#### WHAT IS BEING ASKED
Would you please return the lines of the entries below starting at the line that has "use tracing_appender::non_blocking::NonBlocking;" and ending at the line that has "let temp = TempDir::new().unwrap();", both included, exactly as they are?

#### PROVIDED INFORMATION

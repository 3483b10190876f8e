//! Logging setup for the nowcaster binaries.
//!
//! The library itself only emits `tracing` events. Binaries call
//! [`init_logging`] once at startup to route them:
//! - to a log file (truncated at startup, written off-thread)
//! - optionally to stdout
//!
//! The level comes from `RUST_LOG`, falling back to `info` (or `debug` when
//! debug mode is requested).

use std::fs;
use std::io;
use std::path::{Path, PathBuf};

use tracing_appender::non_blocking::WorkerGuard;
use tracing_subscriber::fmt::format::FmtSpan;
use tracing_subscriber::layer::SubscriberExt;
use tracing_subscriber::util::SubscriberInitExt;
use tracing_subscriber::EnvFilter;

/// Guard that must be kept alive for the duration of logging.
///
/// Dropping this guard flushes and closes the log file writer.
pub struct LoggingGuard {
    _file_guard: WorkerGuard,
}

/// Initialize logging.
///
/// # Arguments
///
/// * `log_dir` - Directory for the log file, created if missing
/// * `log_file` - Log file name; an existing file is cleared
/// * `stdout_enabled` - Also print events to stdout
/// * `debug` - Default to `debug` level instead of `info` when `RUST_LOG`
///   is unset
///
/// # Errors
///
/// Returns an error if the directory cannot be created or the file cannot
/// be cleared.
pub fn init_logging(
    log_dir: &Path,
    log_file: &str,
    stdout_enabled: bool,
    debug: bool,
) -> Result<LoggingGuard, io::Error> {
    fs::create_dir_all(log_dir)?;
    fs::write(log_dir.join(log_file), "")?;

    let file_appender = tracing_appender::rolling::never(log_dir, log_file);
    let (non_blocking_file, file_guard) = tracing_appender::non_blocking(file_appender);

    let file_layer = tracing_subscriber::fmt::layer()
        .with_writer(non_blocking_file)
        .with_ansi(false)
        .with_span_events(FmtSpan::CLOSE);

    let stdout_layer = stdout_enabled.then(|| {
        tracing_subscriber::fmt::layer()
            .with_writer(io::stdout)
            .with_ansi(true)
            .compact()
    });

    tracing_subscriber::registry()
        .with(env_filter(debug))
        .with(file_layer)
        .with(stdout_layer)
        .init();

    Ok(LoggingGuard {
        _file_guard: file_guard,
    })
}

fn env_filter(debug: bool) -> EnvFilter {
    EnvFilter::try_from_default_env().unwrap_or_else(|_| EnvFilter::new(default_level(debug)))
}

fn default_level(debug: bool) -> &'static str {
    if debug {
        "debug"
    } else {
        "info"
    }
}

/// Default log directory (`~/.nowcaster/logs`).
pub fn default_log_dir() -> PathBuf {
    crate::config::config_directory().join("logs")
}

/// Default log file name.
pub fn default_log_file() -> &'static str {
    "nowcaster.log"
}

#[cfg(test)]
mod tests {
    use super::*;
    use tempfile::TempDir;

    #[test]
    fn test_default_paths() {
        assert!(default_log_dir().ends_with(".nowcaster/logs"));
        assert_eq!(default_log_file(), "nowcaster.log");
    }

    #[test]
    fn test_default_level() {
        assert_eq!(default_level(false), "info");
        assert_eq!(default_level(true), "debug");
    }

    #[test]
    fn test_guard_structure() {
        use tracing_appender::non_blocking::NonBlocking;

        let (non_blocking, guard) = NonBlocking::new(std::io::sink());
        drop(non_blocking);

        let _logging_guard = LoggingGuard { _file_guard: guard };
    }

    // init_logging installs a global subscriber, so it runs once per process
    #[test]
    fn test_init_creates_and_clears_log_file() {
        let temp = TempDir::new().unwrap();
        let log_dir = temp.path().join("nested").join("logs");
        fs::create_dir_all(&log_dir).unwrap();
        fs::write(log_dir.join("test.log"), "old log data").unwrap();

        let guard = init_logging(&log_dir, "test.log", false, false).unwrap();
        drop(guard);

        assert!(log_dir.join("test.log").exists());
        let contents = fs::read_to_string(log_dir.join("test.log")).unwrap();
        assert!(!contents.contains("old log data"));
    }
}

#### PROBLEM SOLUTION
        use tracing_appender::non_blocking::NonBlocking;

        let (non_blocking, guard) = NonBlocking::new(std::io::sink());
        drop(non_blocking);

        let _logging_guard = LoggingGuard { _file_guard: guard };
    }

    // init_logging installs a global subscriber, so it runs once per process
    #[test]
    fn test_init_creates_and_clears_log_file() {
        let temp = TempDir::new().unwrap();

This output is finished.